For myself, I found the President’s recognition of the importance of the private sector to employment to have been especially refreshing. (That his allies in the Communist Party were upset about this can only confirm that he was onto something…) He also had some sensible things to say about the need to cut red tape and to build state capacity and agreed that the cabinet needed to be held accountable for the disaster that was the July riots last year.

Stirring stuff. Of course, now comes the inevitable rider – what about implementation? Will it be any different this time?

That’s a standard South African response. We have, it’s often said, good policies that are ineptly put into practice. Well, maybe. Sometimes. Often even. But more than a few of the policies that determine South Africa’s fate function quite well enough to make themselves felt and to fulfil at least some of their intentions. This has come at a price.
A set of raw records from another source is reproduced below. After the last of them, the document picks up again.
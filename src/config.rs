use crate::endpoint::Endpoint;
use crate::error::Error;
use crate::node::SlotRangeReply;
use crate::Result;
use std::fmt::Debug;
use std::sync::Arc;
use std::time::Duration;

pub(crate) const DEFAULT_MAX_REDIRECTIONS: u32 = 16;
pub(crate) const DEFAULT_RETRY_DELAY_ON_FAILOVER_MS: u64 = 100;
pub(crate) const DEFAULT_RETRY_DELAY_ON_CLUSTER_DOWN_MS: u64 = 100;
pub(crate) const DEFAULT_ENABLE_OFFLINE_QUEUE: bool = true;
pub(crate) const DEFAULT_REFRESH_NODE_TIMEOUT_MS: u64 = 1000;

/// Which role(s) a read-only command may be routed to (`scaleReads`, §6).
#[derive(Clone)]
pub enum ScaleReads {
    Master,
    Slave,
    All,
    /// Caller-supplied selector, given the ordered endpoint keys for the
    /// command's slot (primary first). Mirrors the source's behavior of
    /// accepting a function that returns a node, an array to sample from,
    /// or a falsy value meaning "use the default".
    Custom(Arc<dyn Fn(&[crate::endpoint::NodeKey]) -> ScaleReadsPick + Send + Sync>),
}

impl Debug for ScaleReads {
    fn fmt(&self, f: &mut std::fmt::Formatter<'_>) -> std::fmt::Result {
        match self {
            ScaleReads::Master => f.write_str("Master"),
            ScaleReads::Slave => f.write_str("Slave"),
            ScaleReads::All => f.write_str("All"),
            ScaleReads::Custom(_) => f.write_str("Custom(..)"),
        }
    }
}

/// Result of a custom [`ScaleReads::Custom`] selector.
pub enum ScaleReadsPick {
    One(crate::endpoint::NodeKey),
    Sample(Vec<crate::endpoint::NodeKey>),
    Default,
}

/// `clusterRetryStrategy(attempt)` (§6): decides how long to wait before the
/// next reconnect attempt, or gives up.
pub trait ClusterRetryStrategy: Send + Sync + 'static {
    fn next_delay(&self, attempt: u32) -> Option<Duration>;
}

/// `min(100 + attempt * 2, 2000)`, the source's default strategy.
#[derive(Debug, Clone, Copy, Default)]
pub struct DefaultClusterRetryStrategy;

impl ClusterRetryStrategy for DefaultClusterRetryStrategy {
    fn next_delay(&self, attempt: u32) -> Option<Duration> {
        let ms = (100u64.saturating_add((attempt as u64).saturating_mul(2))).min(2000);
        Some(Duration::from_millis(ms))
    }
}

/// A fixed number of attempts before giving up, every attempt at a constant
/// delay.
#[derive(Debug, Clone, Copy)]
pub struct ConstantRetryStrategy {
    pub delay: Duration,
    pub max_attempts: u32,
}

impl ClusterRetryStrategy for ConstantRetryStrategy {
    fn next_delay(&self, attempt: u32) -> Option<Duration> {
        if self.max_attempts != 0 && attempt > self.max_attempts {
            None
        } else {
            Some(self.delay)
        }
    }
}

/// Cluster-wide configuration. Field set mirrors the "Recognized
/// configuration options" table (§6).
#[derive(Clone)]
pub struct ClusterConfig {
    pub startup_nodes: Vec<Endpoint>,
    pub max_redirections: u32,
    pub retry_delay_on_failover: Duration,
    pub retry_delay_on_cluster_down: Duration,
    pub scale_reads: ScaleReads,
    pub enable_offline_queue: bool,
    pub retry_strategy: Arc<dyn ClusterRetryStrategy>,
    /// Per-node timeout while walking nodes during a slot-cache refresh (§4.C step 2).
    pub refresh_node_timeout: Duration,
}

impl Debug for ClusterConfig {
    fn fmt(&self, f: &mut std::fmt::Formatter<'_>) -> std::fmt::Result {
        f.debug_struct("ClusterConfig")
            .field("startup_nodes", &self.startup_nodes)
            .field("max_redirections", &self.max_redirections)
            .field("retry_delay_on_failover", &self.retry_delay_on_failover)
            .field(
                "retry_delay_on_cluster_down",
                &self.retry_delay_on_cluster_down,
            )
            .field("scale_reads", &self.scale_reads)
            .field("enable_offline_queue", &self.enable_offline_queue)
            .field("refresh_node_timeout", &self.refresh_node_timeout)
            .finish()
    }
}

impl Default for ClusterConfig {
    fn default() -> Self {
        Self {
            startup_nodes: Vec::new(),
            max_redirections: DEFAULT_MAX_REDIRECTIONS,
            retry_delay_on_failover: Duration::from_millis(DEFAULT_RETRY_DELAY_ON_FAILOVER_MS),
            retry_delay_on_cluster_down: Duration::from_millis(
                DEFAULT_RETRY_DELAY_ON_CLUSTER_DOWN_MS,
            ),
            scale_reads: ScaleReads::Master,
            enable_offline_queue: DEFAULT_ENABLE_OFFLINE_QUEUE,
            retry_strategy: Arc::new(DefaultClusterRetryStrategy),
            refresh_node_timeout: Duration::from_millis(DEFAULT_REFRESH_NODE_TIMEOUT_MS),
        }
    }
}

impl ClusterConfig {
    pub fn with_startup_nodes(mut self, nodes: Vec<Endpoint>) -> Self {
        self.startup_nodes = nodes;
        self
    }

    pub fn max_redirections(mut self, value: u32) -> Self {
        self.max_redirections = value;
        self
    }

    pub fn enable_offline_queue(mut self, value: bool) -> Self {
        self.enable_offline_queue = value;
        self
    }

    pub fn scale_reads(mut self, value: ScaleReads) -> Self {
        self.scale_reads = value;
        self
    }
}

/// Converts a caller-friendly value into a [`ClusterConfig`], mirroring the
/// teacher's `IntoConfig`.
pub trait IntoClusterConfig {
    fn into_cluster_config(self) -> Result<ClusterConfig>;
}

impl IntoClusterConfig for ClusterConfig {
    fn into_cluster_config(self) -> Result<ClusterConfig> {
        Ok(self)
    }
}

impl IntoClusterConfig for Vec<(String, u16)> {
    fn into_cluster_config(self) -> Result<ClusterConfig> {
        if self.is_empty() {
            return Err(Error::Config("at least one startup node is required".to_owned()));
        }
        let startup_nodes = self.into_iter().map(Endpoint::from).collect();
        Ok(ClusterConfig::default().with_startup_nodes(startup_nodes))
    }
}

impl IntoClusterConfig for &[&str] {
    fn into_cluster_config(self) -> Result<ClusterConfig> {
        if self.is_empty() {
            return Err(Error::Config("at least one startup node is required".to_owned()));
        }
        let startup_nodes = self
            .iter()
            .map(|s| parse_host_port(s))
            .collect::<Result<Vec<_>>>()?;
        Ok(ClusterConfig::default().with_startup_nodes(startup_nodes))
    }
}

fn parse_host_port(s: &str) -> Result<Endpoint> {
    let s = s.strip_prefix("redis://").unwrap_or(s);
    let url = url::Url::parse(&format!("redis://{s}"))
        .map_err(|e| Error::Config(format!("invalid node address '{s}': {e}")))?;
    let host = url
        .host_str()
        .ok_or_else(|| Error::Config(format!("missing host in '{s}'")))?
        .to_owned();
    let port = url.port().unwrap_or(6379);
    Ok(Endpoint::new(host, port))
}

/// Converts a `CLUSTER SLOTS` reply row back into the raw endpoint pieces
/// used to build a [`crate::pool::Pool`] reset, preserving primary-first
/// ordering (§4.C step 3).
pub(crate) fn slot_range_endpoints(reply: &SlotRangeReply) -> Vec<Endpoint> {
    reply
        .endpoints
        .iter()
        .enumerate()
        .map(|(i, e)| {
            let mut e = e.clone();
            e.read_only = i > 0;
            e
        })
        .collect()
}

#[cfg(test)]
mod tests {
    use super::*;

    #[test]
    fn default_retry_strategy_caps_at_2000ms() {
        let strategy = DefaultClusterRetryStrategy;
        assert_eq!(strategy.next_delay(0), Some(Duration::from_millis(100)));
        assert_eq!(strategy.next_delay(50), Some(Duration::from_millis(200)));
        assert_eq!(strategy.next_delay(10_000), Some(Duration::from_millis(2000)));
    }

    #[test]
    fn vec_into_cluster_config_rejects_empty() {
        let nodes: Vec<(String, u16)> = Vec::new();
        assert!(nodes.into_cluster_config().is_err());
    }

    #[test]
    fn parses_host_port_strings() {
        let nodes: &[&str] = &["10.0.0.1:7000", "10.0.0.2:7001"];
        let config = nodes.into_cluster_config().unwrap();
        assert_eq!(config.startup_nodes.len(), 2);
        assert_eq!(config.startup_nodes[0].port, 7000);
    }
}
Following the President’s speech, a robust small business community is a major wealth- and employment creator worldwide. It has also been a nominal goal of policy, not since 1994, but since the 1980s. There is an abundance of evidence that a major concern for small operators has been the regulatory burden and the labour market regime. And even as this issue has received some (partial, and often reluctant) official acknowledgement, action has been largely lacking.
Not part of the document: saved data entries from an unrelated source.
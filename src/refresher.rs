use crate::config::slot_range_endpoints;
use crate::endpoint::{Endpoint, NodeKey};
use crate::error::Error;
use crate::events::{ClusterEvent, EventBus};
use crate::node::NodeFactory;
use crate::pool::{Pool, PoolRole};
use crate::slot_map::SlotMap;
use crate::Result;
use log::{debug, warn};
use rand::seq::SliceRandom;
use std::collections::HashMap;
use std::sync::Arc;
use std::time::Duration;
use tokio::sync::{broadcast, Mutex};

#[derive(Clone)]
enum RefreshOutcome {
    Ok,
    Err(String),
}

/// Slot-Cache Refresher (§4.C). Holds shared handles to the pool and slot
/// map it rebuilds on success, and coordinates so that at most one
/// `CLUSTER SLOTS` walk is ever in flight: a caller arriving while one is
/// already running attaches to it instead of starting a second walk.
pub struct Refresher<F: NodeFactory> {
    pool: Arc<Mutex<Pool<F>>>,
    slot_map: Arc<Mutex<SlotMap>>,
    events: EventBus,
    coordinator: Arc<Mutex<Option<broadcast::Sender<RefreshOutcome>>>>,
    node_timeout: Duration,
}

impl<F: NodeFactory> Refresher<F> {
    pub fn new(
        pool: Arc<Mutex<Pool<F>>>,
        slot_map: Arc<Mutex<SlotMap>>,
        events: EventBus,
        node_timeout: Duration,
    ) -> Self {
        Self {
            pool,
            slot_map,
            events,
            coordinator: Arc::new(Mutex::new(None)),
            node_timeout,
        }
    }

    /// Runs the algorithm of §4.C, or attaches to an in-flight run.
    pub async fn refresh_now(&self) -> Result<()> {
        let mut guard = self.coordinator.lock().await;
        if let Some(sender) = guard.as_ref() {
            let mut rx = sender.subscribe();
            drop(guard);
            return match rx.recv().await {
                Ok(RefreshOutcome::Ok) => Ok(()),
                Ok(RefreshOutcome::Err(e)) => Err(Error::RefreshFailed { last_node_error: e }),
                Err(_) => Err(Error::RefreshFailed {
                    last_node_error: "refresh coordinator dropped".to_owned(),
                }),
            };
        }
        let (tx, _rx) = broadcast::channel(1);
        *guard = Some(tx.clone());
        drop(guard);

        let outcome = self.walk_nodes().await;

        let mut guard = self.coordinator.lock().await;
        *guard = None;
        drop(guard);

        let _ = tx.send(match &outcome {
            Ok(()) => RefreshOutcome::Ok,
            Err(e) => RefreshOutcome::Err(e.to_string()),
        });
        outcome
    }

    async fn walk_nodes(&self) -> Result<()> {
        let mut keys: Vec<NodeKey> = self
            .pool
            .lock()
            .await
            .nodes(PoolRole::All)
            .into_iter()
            .map(|h| h.key)
            .collect();
        keys.shuffle(&mut rand::rng());

        let mut last_error = String::from("no reachable startup nodes");

        for key in keys {
            let handle = match self.pool.lock().await.get(&key) {
                Some(h) => h,
                None => continue,
            };

            let probe = {
                let client = handle.client.clone();
                async move { client.lock().await.cluster_slots().await }
            };

            match tokio::time::timeout(self.node_timeout, probe).await {
                Ok(Ok(rows)) => {
                    let mut endpoint_set: HashMap<String, Endpoint> = HashMap::new();
                    let mut ranges: Vec<(u16, u16, Vec<NodeKey>)> = Vec::with_capacity(rows.len());

                    for row in &rows {
                        let endpoints = slot_range_endpoints(row);
                        let node_keys: Vec<NodeKey> =
                            endpoints.iter().map(Endpoint::key).collect();
                        for endpoint in &endpoints {
                            endpoint_set
                                .entry(endpoint.key().as_ref().to_owned())
                                .or_insert_with(|| endpoint.clone());
                        }
                        ranges.push((row.slot_start, row.slot_end, node_keys));
                    }

                    let all_endpoints: Vec<Endpoint> = endpoint_set.into_values().collect();
                    self.pool.lock().await.reset(&all_endpoints).await;
                    self.slot_map.lock().await.replace_all(&ranges);
                    self.events.emit(ClusterEvent::Refresh);
                    debug!("slot cache refreshed from {key}");
                    return Ok(());
                }
                Ok(Err(e)) => {
                    last_error = e.to_string();
                    warn!("refresh probe against {key} failed: {last_error}");
                    self.events.emit(ClusterEvent::NodeError {
                        node: key.clone(),
                        error: last_error.clone(),
                    });
                }
                Err(_) => {
                    last_error = format!("timed out after {:?}", self.node_timeout);
                    warn!("refresh probe against {key} timed out");
                    self.events.emit(ClusterEvent::NodeError {
                        node: key.clone(),
                        error: last_error.clone(),
                    });
                }
            }
        }

        Err(Error::RefreshFailed {
            last_node_error: last_error,
        })
    }
}
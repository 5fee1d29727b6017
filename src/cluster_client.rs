use crate::command::{Command, CommandRegistry};
use crate::config::IntoClusterConfig;
use crate::controller::ClusterController;
use crate::endpoint::NodeKey;
use crate::events::{ClusterEvent, Status};
use crate::node::{NodeFactory, SingleNodeClient};
use crate::router::{PinnedNode, Router};
use crate::subscriber::Subscriber;
use crate::Result;
use std::sync::Arc;
use tokio::sync::{broadcast, Mutex};

/// Top-level entry point: wires the controller, router and subscriber
/// together over one shared pool/slot-map/queues set (§2 System Overview).
/// Cloning is cheap — every field is `Arc`-backed and shares the same
/// underlying cluster state through a single inner actor.
pub struct ClusterClient<F: NodeFactory> {
    controller: Arc<ClusterController<F>>,
    router: Router<F>,
    subscriber: Arc<Subscriber<F>>,
}

impl<F: NodeFactory> Clone for ClusterClient<F> {
    fn clone(&self) -> Self {
        Self {
            controller: self.controller.clone(),
            router: self.router.clone(),
            subscriber: self.subscriber.clone(),
        }
    }
}

impl<F: NodeFactory> ClusterClient<F> {
    pub fn new(
        config: impl IntoClusterConfig,
        factory: F,
        options: F::Options,
        registry: Arc<dyn CommandRegistry>,
    ) -> Result<Self> {
        let config = config.into_cluster_config()?;
        let controller = Arc::new(ClusterController::new(config, factory, options));
        let subscriber_node: Arc<Mutex<Option<NodeKey>>> = Arc::new(Mutex::new(None));

        let router = Router::new(
            controller.pool(),
            controller.slot_map(),
            controller.queues(),
            controller.refresher(),
            registry,
            controller.config(),
            controller.status_receiver(),
            subscriber_node.clone(),
            controller.refresh_requests(),
        );

        let subscriber = Arc::new(Subscriber::new(
            controller.pool(),
            subscriber_node,
            controller.events(),
        ));
        Subscriber::spawn_event_listener(subscriber.clone());

        Ok(Self {
            controller,
            router,
            subscriber,
        })
    }

    /// Connects to the cluster, retrying with the configured backoff
    /// strategy until `ready` or the strategy gives up.
    pub async fn connect(&self) -> Result<()> {
        self.controller.run_with_retry().await
    }

    /// Disconnects every node without attempting to reconnect.
    pub async fn disconnect(&self) -> Result<()> {
        self.controller.disconnect(false).await
    }

    pub fn status(&self) -> Status {
        self.controller.status()
    }

    pub fn events(&self) -> broadcast::Receiver<ClusterEvent> {
        self.controller.subscribe_events()
    }

    /// Routes a single command through the cluster (§4.E), following
    /// redirections until it succeeds or the redirection budget runs out.
    pub async fn send(
        &self,
        command: Arc<dyn Command>,
    ) -> Result<<F::Client as SingleNodeClient>::Response> {
        self.router.send(command, None).await
    }

    /// Like [`Self::send`], but reuses (and, on first use, populates) a
    /// caller-held [`PinnedNode`] so every command sharing it lands on the
    /// same node.
    pub async fn send_pinned(
        &self,
        command: Arc<dyn Command>,
        pinned: &PinnedNode,
    ) -> Result<<F::Client as SingleNodeClient>::Response> {
        self.router.send(command, Some(pinned)).await
    }

    pub async fn subscribe(&self, channels: &[String]) -> Result<()> {
        self.subscriber.subscribe(channels).await
    }

    pub async fn psubscribe(&self, patterns: &[String]) -> Result<()> {
        self.subscriber.psubscribe(patterns).await
    }
}

#[cfg(test)]
mod tests {
    use super::*;
    use crate::command::{SimpleCommand, StaticCommandRegistry};
    use crate::endpoint::Endpoint;
    use crate::node::SlotRangeReply;
    use crate::test_support::{FakeFactory, FakeOutcome};
    use crate::ClusterConfig;

    #[tokio::test]
    async fn connect_then_send_round_trips_through_the_router() {
        let factory = FakeFactory::default();
        factory.topology.set_slots(vec![SlotRangeReply {
            slot_start: 0,
            slot_end: 16383,
            endpoints: vec![Endpoint::new("10.0.0.1", 7000)],
        }]);
        factory
            .topology
            .push_outcome("10.0.0.1:7000", FakeOutcome::Ok(b"PONG".to_vec()));

        let config =
            ClusterConfig::default().with_startup_nodes(vec![Endpoint::new("10.0.0.1", 7000)]);
        let client = ClusterClient::new(
            config,
            factory,
            (),
            Arc::new(StaticCommandRegistry::with_defaults()),
        )
        .unwrap();

        client.connect().await.unwrap();
        assert_eq!(client.status(), Status::Ready);

        let resp = client
            .send(Arc::new(SimpleCommand::new("PING", Some(0))))
            .await
            .unwrap();
        assert_eq!(resp, b"PONG".to_vec());
    }

    #[tokio::test]
    async fn subscribe_before_connect_still_selects_a_node_once_present() {
        let factory = FakeFactory::default();
        factory.topology.set_slots(vec![SlotRangeReply {
            slot_start: 0,
            slot_end: 16383,
            endpoints: vec![Endpoint::new("10.0.0.1", 7000)],
        }]);
        let config =
            ClusterConfig::default().with_startup_nodes(vec![Endpoint::new("10.0.0.1", 7000)]);
        let client = ClusterClient::new(
            config,
            factory,
            (),
            Arc::new(StaticCommandRegistry::with_defaults()),
        )
        .unwrap();
        client.connect().await.unwrap();

        client.subscribe(&["news".to_owned()]).await.unwrap();
        assert!(client.subscriber.current_node().await.is_some());
    }
}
Much of this is to be understood in terms of political priorities. Commitment to nurturing small business is very much secondary to appeasing powerful labour (and to a degree, big business) interests, as well as its ‘transformationist’ agenda. So, bargaining council agreements are imposed on small firms without their participation or consent, labour legislation weighs disproportionately on them – to the detriment of job creation – while empowerment demands skew their ability to participate in value chains. Just where the government’s priorities lay on that last issue was made clear by its tourism relief measures, in which B-BBEE status loomed especially large.
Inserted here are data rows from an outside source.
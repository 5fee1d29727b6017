use crate::endpoint::Endpoint;
use crate::Future;

/// Lifecycle status of a single-node client, as tracked by the pool and the
/// controller. A subset of the cluster-wide [`Status`](crate::events::Status):
/// single nodes never go through `reconnecting`, that policy lives in the
/// controller.
#[derive(Debug, Clone, Copy, PartialEq, Eq)]
pub enum NodeStatus {
    Wait,
    Connecting,
    Connect,
    Ready,
    End,
}

/// Channels a node was subscribed to before it was replaced as the pub/sub
/// selector, used to re-subscribe the newly selected node (§4.G).
#[derive(Debug, Clone, Default)]
pub struct SubscriptionSnapshot {
    pub channels: Vec<String>,
    pub patterns: Vec<String>,
}

impl SubscriptionSnapshot {
    pub fn is_empty(&self) -> bool {
        self.channels.is_empty() && self.patterns.is_empty()
    }
}

/// The external collaborator this crate routes commands to: a connection to
/// a single Redis node. The wire protocol, RESP framing and the concrete
/// response type are all out of scope here (§1) and left generic.
pub trait SingleNodeClient: Send + Sync + 'static {
    /// Whatever a successful command submission resolves to.
    type Response: Send + 'static;

    fn status(&self) -> NodeStatus;

    fn connect(&mut self) -> Future<'_, ()>;

    fn disconnect(&mut self) -> Future<'_, ()>;

    /// Submit a pre-built command to this node. Server-sent errors come
    /// back wrapped as [`crate::Error::Redis`] so the router's classifier
    /// (§4.E.1) can match on `kind` without re-parsing wire text.
    fn send_command(&mut self, command: &dyn crate::command::Command) -> Future<'_, Self::Response>;

    /// Arms a one-shot `ASKING` prefix for the next command sent on this
    /// connection (§4.E, ASK handling).
    fn asking(&mut self);

    /// `cluster('slots')`-equivalent probe used by the refresher.
    fn cluster_slots(&mut self) -> Future<'_, Vec<SlotRangeReply>>;

    fn subscribe(&mut self, channels: &[String]) -> Future<'_, ()>;

    fn psubscribe(&mut self, patterns: &[String]) -> Future<'_, ()>;

    fn snapshot_subscriptions(&self) -> SubscriptionSnapshot;
}

/// One row of a `CLUSTER SLOTS` reply: a slot range and its ordered
/// endpoints, primary first.
#[derive(Debug, Clone)]
pub struct SlotRangeReply {
    pub slot_start: u16,
    pub slot_end: u16,
    pub endpoints: Vec<Endpoint>,
}

/// Constructs a [`SingleNodeClient`] for a given endpoint, threading through
/// the opaque `redisOptions` passthrough (§6) as an associated type rather
/// than an untyped blob.
pub trait NodeFactory: Send + Sync + 'static {
    type Client: SingleNodeClient;
    type Options: Clone + Send + Sync + 'static;

    fn create(&self, endpoint: &Endpoint, options: &Self::Options) -> Self::Client;
}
These are matters of profound political and ideological importance to both the party and the government that President Ramaphosa heads. Be sure that any action on this front would prompt a political backlash from within them. That is, if the conviction to act on them can be mustered. Is the President himself in favour? So far, all we have is this: ‘We have started discussions with social partners as part of the social compact process to review labour market regulations for smaller businesses to enable them to hire more people, while continuing to protect workers’ rights.’

Just how much representation small businesses will have in ‘discussing’ this ‘compact’ among the ‘social partners’ is unclear.

Alongside this, the expropriation without compensation drive continues. This is despite the defeat of the proposed amendment of Section 25 of the Constitution, and the disincentive to investment that EWC represents – something that even the president has felt compelled to address (unconvincingly) from time to time.

Building a ‘capable state’ has been another enduring theme of the President’s tenure. ‘Government must work for the people,’ he said in his address, ‘That is why our foremost priority is to build a capable, ethical and developmental state.’

This sentiment has also been doing the rounds for decades: a mighty state apparatus that will remake the country. The results of this were well encapsulated in the President’s further announcement that a plan to ‘professionalise’ the public service was in motion. That the public service needs this speaks volumes about the extent of the pathologies that afflict it.

The reasons for this are complex, but again, the prioritisation of ideology played a major role. The drive for ‘transformation’, and the numbers-game form it came to take, had the effect of denuding the public administration of many its most desperately needed skills. (This was in the face of warnings in the government’s own 1995 White Paper on the matter.) More directly, the African National Congress has created an illegal, parallel system of authority through its cadre deployment system. This was done deliberately and in absolute and blatant defiance of the law and the constitution. It also ensured that the party’s destructive factionalism and internal battles would be waged in state structures with state resources. (Don’t take my word for it: the recently released report into the unrest in July last year was scathing about the effects of the ANC’s conduct on the state.)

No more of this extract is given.